Vladimir Poutine a l’ambition de réduire le flot de réfugiés syriens vers l’Europe et de former une coalition qui combatte l’organisation « Etat islamique » (Daech). C’est en tout cas le propos qu’il a tenu le 15 septembre, à l’issue d’une réunion au sommet des dirigeants de l’ex-Union soviétique au Tadjikistan.
La Russie est en effet de retour en Syrie depuis la fin du mois d’août après avoir décidé en mars de rapatrier une partie de son personnel militaire et civil.
Des informations de plus en plus précises ont fait état de la livraison de matériel militaire russe à la Syrie durant ces trois dernières semaines ainsi que de la construction d’une base russe à Jableh capable d’abriter un millier de militaires, au sud de la ville côtière de Lattaquié, devenue le fief de la famille Assad, au nord du port militaire russe de Tartous.
Ces informations ont été tour à tour démenties ou minimisées par Moscou. La récente déclaration du chef du Kremlin est une primeur. Elle vise à définir les contours d’une éventuelle négociation avec la coalition arabo-occidentale opposée au dictateur de Damas.
Coup double
En se positionnant ouvertement sur le terrain syrien, Vladimir Poutine fait coup double puisqu’il se pose aussi en parrain de l’alliance entre Damas et Téhéran, dont les troupes de l’unité al Quds alliées au Hezbollah sont présentes en Syrie depuis 2012.
C’est Bachar el Assad qui a demandé lui-même l’assistance de la Russie lors d’une intervention télévisée diffusée sur huit chaînes de télévision russes à la fin du mois de mars.
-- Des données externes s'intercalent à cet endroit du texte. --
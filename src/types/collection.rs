use serde::{Deserialize, Serialize};
use std::fmt;

/// Remote id of the built-in "Unsorted" pseudo-collection.
pub const UNSORTED_COLLECTION_ID: i64 = -1;
/// Remote id of the trash pseudo-collection holding deleted items.
pub const TRASH_COLLECTION_ID: i64 = -99;
/// Remote id addressing every collection except the trash.
pub const ALL_COLLECTIONS_ID: i64 = 0;

/// Mapping key of the unsorted folder.
pub const UNSORTED_KEY: &str = "unsorted";
/// Title of the synthetic group that collects ungrouped root collections.
pub const OTHER_GROUP_TITLE: &str = "Other";
const OTHER_GROUP_KEY: &str = "__other__";

/// A remote collection, flattened from the API shape.
#[derive(Debug, Clone, PartialEq, Serialize, Deserialize)]
pub struct Collection {
    pub id: i64,
    pub title: String,
    pub parent_id: Option<i64>,
    pub sort_key: i64,
}

/// A named ordering of root collections from the user profile.
#[derive(Debug, Clone, PartialEq, Serialize, Deserialize)]
pub struct Group {
    pub title: String,
    pub hidden: bool,
    pub sort_key: i64,
    pub collection_ids: Vec<i64>,
}

/// Identity of a node in the built collection tree.
///
/// Also the key under which the node's local folder is recorded in the
/// collection mapping.
#[derive(Debug, Clone, PartialEq, Eq, Hash, PartialOrd, Ord)]
pub enum NodeKey {
    Unsorted,
    Collection(i64),
    Group(String),
    Other,
}

impl NodeKey {
    /// Parses a mapping key back into a node key.
    pub fn parse(raw: &str) -> Option<Self> {
        if raw == UNSORTED_KEY {
            return Some(NodeKey::Unsorted);
        }
        if let Some(title) = raw.strip_prefix("group:") {
            if title == OTHER_GROUP_KEY {
                return Some(NodeKey::Other);
            }
            return Some(NodeKey::Group(title.to_string()));
        }
        raw.parse::<i64>().ok().map(NodeKey::Collection)
    }

    /// Mapping key for the folder an item of `collection_id` belongs in.
    pub fn for_item_collection(collection_id: i64) -> Self {
        if collection_id == UNSORTED_COLLECTION_ID {
            NodeKey::Unsorted
        } else {
            NodeKey::Collection(collection_id)
        }
    }
}

impl fmt::Display for NodeKey {
    fn fmt(&self, f: &mut fmt::Formatter<'_>) -> fmt::Result {
        match self {
            NodeKey::Unsorted => write!(f, "{}", UNSORTED_KEY),
            NodeKey::Collection(id) => write!(f, "{}", id),
            NodeKey::Group(title) => write!(f, "group:{}", title),
            NodeKey::Other => write!(f, "group:{}", OTHER_GROUP_KEY),
        }
    }
}

/// A node of the collection tree. Built fresh on every sync, never persisted.
#[derive(Debug, Clone, PartialEq)]
pub struct CollectionNode {
    pub key: NodeKey,
    pub title: String,
    pub sort_key: i64,
    pub is_group: bool,
    pub children: Vec<CollectionNode>,
}

impl CollectionNode {
    /// The always-first unsorted node.
    pub fn unsorted() -> Self {
        Self {
            key: NodeKey::Unsorted,
            title: "Unsorted".to_string(),
            sort_key: i64::MIN,
            is_group: false,
            children: Vec::new(),
        }
    }

    /// Visits this node and every descendant in depth-first pre-order.
    pub fn walk<'a>(&'a self, visit: &mut dyn FnMut(&'a CollectionNode)) {
        visit(self);
        for child in &self.children {
            child.walk(visit);
        }
    }

    /// Collection ids contained in this subtree.
    pub fn collection_ids(&self) -> Vec<i64> {
        let mut ids = Vec::new();
        self.walk(&mut |node| {
            if let NodeKey::Collection(id) = node.key {
                ids.push(id);
            }
        });
        ids
    }
}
A ce moment-là les analystes ne donnaient pas cher de la survie du régime.
Des règlements de comptes au sommet du pouvoir à Damas avaient eu pour conséquence d’écarter des responsables des services de sécurité dont certains avaient été éliminés physiquement et d’autres mis à pied et en résidence surveillée.
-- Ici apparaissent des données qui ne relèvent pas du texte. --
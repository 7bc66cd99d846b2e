//! SQLite database connection management for Raindrop Sync.
//!
//! Provides the [`Database`] struct that wraps a `rusqlite::Connection`
//! and automatically runs schema migrations on open.

use rusqlite::Connection;
use std::path::Path;
use std::sync::{Mutex, MutexGuard, PoisonError};

use super::migrations;

/// Core database wrapper providing SQLite connection management.
///
/// The connection sits behind a mutex so one `Arc<Database>` can be shared by
/// the bookmark store, the key-value store and the background sync task.
pub struct Database {
    conn: Mutex<Connection>,
}

impl Database {
    /// Opens (or creates) a SQLite database at the given file path and runs migrations.
    ///
    /// # Errors
    /// Returns `rusqlite::Error` if the connection cannot be established or migrations fail.
    pub fn open<P: AsRef<Path>>(path: P) -> Result<Self, rusqlite::Error> {
        let conn = Connection::open(path)?;
        migrations::run_all(&conn)?;
        Ok(Self { conn: Mutex::new(conn) })
    }

    /// Opens an in-memory SQLite database and runs migrations.
    ///
    /// Useful for testing: the database is discarded when the `Database` is dropped.
    pub fn open_in_memory() -> Result<Self, rusqlite::Error> {
        let conn = Connection::open_in_memory()?;
        migrations::run_all(&conn)?;
        Ok(Self { conn: Mutex::new(conn) })
    }

    /// Locks and returns the underlying `rusqlite::Connection`.
    pub fn connection(&self) -> MutexGuard<'_, Connection> {
        self.conn.lock().unwrap_or_else(PoisonError::into_inner)
    }
}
Parmi ces derniers, le général Ali Mamelouk, le responsable des services le plus proche de la présidence syrienne, accusé de complot contre l’Etat. Ecarté puis réhabilité durant le mois de mai, ce haut gradé de confession sunnite était parmi les responsables militaires syriens les plus critiques vis-à-vis de la main mise iranienne sur le pouvoir à Damas.
C’est justement ce même Ali Mamelouk que Moscou vient d’utiliser pour tenter une médiation à Riyad avec le prince saoudien Mohamed Ben Salmane, ministre de la Défense, vice-prince héritier et surtout fils du roi Salmane. Soit dit en passant, le prince Mohamed Ben Salmane est l’artisan de l’offensive saoudienne au Yémen, qui a commencé au mois de mars pour combattre les rebelles Houthi alliés de l’Iran. Il aura réussi ainsi à enliser Riyad dans un conflit sanglant sur les marches du royaume, le détournant de son conflit avec Damas.
L’ennemi affiché est Daech
Remarquablement discret depuis la signature de l’accord sur le nucléaire, l’Iran laisse faire. Les dirigeants iraniens ne veulent s’opposer ni à Moscou ni à Washington. L’ennemi affiché de tous les protagonistes du conflit syrien est Daech. Il est en effet plus aisé de se placer sur ce terrain pour pouvoir compter dans une future négociation.
On ne peut pas reprocher à Vladimir Poutine de ne pas avoir consulté ses pairs, puisqu’il a reçu en juin le président turc Recep Tayyip Erdoğan avant que celui-ci, sentant le vent tourner, ne s’attaque aux séparatistes kurdes du PKK alliés aux kurdes syriens du PYD, deux mouvements ayant bénéficié de la protection du dictateur de Damas allié de Moscou.
Poutine a également reçu en juillet le prince saoudien Mohammed Ben Salmane et, le mois suivant, le ministre des Affaires étrangères du royaume, Adel Al-Jubeir, pour proposer une large coalition de lutte contre Daech. Il s’est vu opposer une fin de non-recevoir. Au lieu de cela, les Saoudiens et leurs alliés émiratis ont accru leur offensive sur le Yémen qu’ils considèrent comme leur pré carré.
Moscou n’a pas non plus négligé Israël puisqu’il lui a été proposé la protection de ses installations gazières offshore. Fin de non-recevoir également.
Enfin, pour compléter ce tour de table, le très discret général Ghassem Suleimani, chef de l’unité al-Quds chargée des opérations extérieures des Pasdaran iraniens, s’est également rendu à Moscou au mépris des sanctions de l’ONU. Aucune information n’a filtré sur cette mission dont on se doute bien de l’objet au vu de l’évolution des événements.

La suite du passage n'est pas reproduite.